Deze evolutie bevestigt Rothenbergs buitengewone emotionele intelligentie. Ze schilderde niet alleen onderwerpen, ze bracht de geheime gebieden van de menselijke ziel in kaart. Elke fase van haar oeuvre correspondeert met een diepere afdaling in de lagen van het onbewuste, van de symbolische paarden uit de jaren 1970 tot de droomachtige taferelen van haar laatste decennia.

De kunstenares werkte ook in de pure traditie van de Jungiaanse individuatie, het proces waarbij het individu geleidelijk de verschillende aspecten van haar persoonlijkheid integreert. Haar zeldzame zelfportretten, zoals die te zien zijn in “Red Studio” uit 2003, tonen een vrouw die zichzelf opzettelijk onvolledig afbeeldt, zonder armen of nek, een eenvoudige spookachtige aanwezigheid. Deze benadering onthult een scherpe bewustheid van de grenzen van zelfrepresentatie, een nederigheid die kenmerkend is voor personen die een gevorderd niveau van individuatie hebben bereikt.

Het genie van Rothenberg lag uiteindelijk in haar vermogen om kunst om te zetten in collectieve therapie. Haar doeken functioneren als overgangsruimten waar de toeschouwer zijn eigen archetypen kan projecteren, zijn eigen trauma’s kan herbeleven, zijn eigen driften kan herkennen. Zij creëerde werken die genezen zonder te beweren te behandelen, die onthullen zonder te beweren uit te leggen.

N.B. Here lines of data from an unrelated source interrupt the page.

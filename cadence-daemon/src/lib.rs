//! cadence daemon runtime: event watcher + ticking scheduler + socket server.

mod error;
pub mod protocol;
mod runtime;
pub mod scheduler;
pub mod trigger;
pub mod watcher;

pub use error::DaemonError;
pub use protocol::{call, request_status, request_stop, request_sync, ControlCommand, ControlReply, SyncAck};
pub use runtime::{init_tracing, run, run_with, start_blocking, RuntimeOptions};
pub use scheduler::{scheduler_task, SchedulerState};
pub use trigger::{trigger_channel, Enqueued, TriggerReceiver, TriggerSender, TriggerSource};
pub use watcher::event_watcher_task;
//! `cadence sync`: one reconciliation cycle without the daemon.

use std::path::Path;

use anyhow::{Context, Result};
use clap::Args;
use colored::Colorize;
use tabled::{settings::Style, Table, Tabled};

use cadence_core::Snapshot;
use cadence_sync::{CycleReport, WriteResult};

/// Arguments for `cadence sync`.
#[derive(Args, Debug)]
pub struct SyncArgs {
    /// Render and compare, but write nothing and do not reload.
    #[arg(long)]
    pub dry_run: bool,

    /// Print the serviceable groups after the cycle.
    #[arg(long)]
    pub show: bool,
}

#[derive(Tabled)]
struct GroupRow {
    #[tabled(rename = "app")]
    app: String,
    #[tabled(rename = "instances")]
    instances: usize,
    #[tabled(rename = "endpoints")]
    endpoints: String,
}

impl SyncArgs {
    pub fn run(self, config_path: Option<&Path>) -> Result<()> {
        let (_, config) = super::load(config_path)?;
        cadence_daemon::init_tracing();
        let reconciler = super::reconciler(&config)?;

        let report = super::runtime()?
            .block_on(reconciler.run_cycle(self.dry_run))
            .context("sync failed")?;

        print_report(&report, self.dry_run);
        if self.show {
            print_groups(&reconciler.snapshot().current());
        }
        Ok(())
    }
}

fn print_report(report: &CycleReport, dry_run: bool) {
    let prefix = if dry_run { "[dry-run] " } else { "" };
    println!(
        "{prefix}{} {} groups, {} instances ({}ms)",
        "✓".green(),
        report.groups,
        report.instances,
        report.duration_ms
    );
    match &report.write {
        WriteResult::Written { path, digest } => {
            println!("  ✎  {} ({})", path.display(), short(digest))
        }
        WriteResult::WouldWrite { path, .. } => println!("  ~  {}", path.display()),
        WriteResult::Unchanged { path, .. } => println!("  ·  {} unchanged", path.display()),
    }
    if report.reloaded {
        println!("  ↻  proxy reloaded");
    }
}

fn print_groups(snapshot: &Snapshot) {
    if snapshot.is_empty() {
        println!("No serviceable groups.");
        return;
    }
    let rows: Vec<GroupRow> = snapshot
        .groups
        .values()
        .map(|group| GroupRow {
            app: group.id.to_string(),
            instances: group.instances.len(),
            endpoints: group
                .instances
                .iter()
                .filter_map(|i| i.ports.first().map(|port| format!("{}:{port}", i.host)))
                .collect::<Vec<_>>()
                .join(", "),
        })
        .collect();
    let mut table = Table::new(rows);
    table.with(Style::rounded());
    println!("{table}");
}

fn short(digest: &str) -> &str {
    digest.get(..12).unwrap_or(digest)
}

Deze therapeutische dimensie verklaart de blijvende impact van haar werk. Op het ogenblik dat hedendaagse kunst soms lijkt te gedijen op gratuit provoceren of op steriele intellectuele spelletjes, herinnert Rothenberg ons eraan dat schilderkunst nog steeds direct de ziel kan raken. Haar laatste werken, zoals “Buddha Monk” uit 2018-19, bevestigen deze spirituele roeping. Deze meditatieve aap met veelvuldige gebaren roept de hindoegoden op, die archetypische figuren zijn die de verschillende aspecten van het menselijke bewustzijn belichamen.

Rothenberg overleed in mei 2020, maar haar nalatenschap leeft voort in elk doek dat nog durft het collectief onbewuste tegemoet te treden. Zij liet ons zien dat ware kunst zich niet tevreden stelt met het decoreren van de muren van verzamelaars, maar duurzaam het verbeeldingsvermogen bezielt van hen die haar ontmoet hebben. In een wereld verzadigd met vergankelijke digitale beelden, behouden haar schilderijen die Benjaminiaanse aura van het authentieke kunstwerk, die onvervangbare aanwezigheid die het aanschouwen tot een spirituele ervaring transformeert.

Want Susan Rothenberg heeft nooit paarden geschilderd. Zij schilderde onze menselijkheid in zijn ruwe staat, onze meest primitieve angsten en hoop, onze meest geheime dromen en nachtmerries. Zij herinnerde ons eraan dat kunst, wanneer zij haar waarheid bereikt, niet vermaakt maar initieert. En die initiatie dragen wij nog steeds onuitwisbaar in onze getransformeerde blik.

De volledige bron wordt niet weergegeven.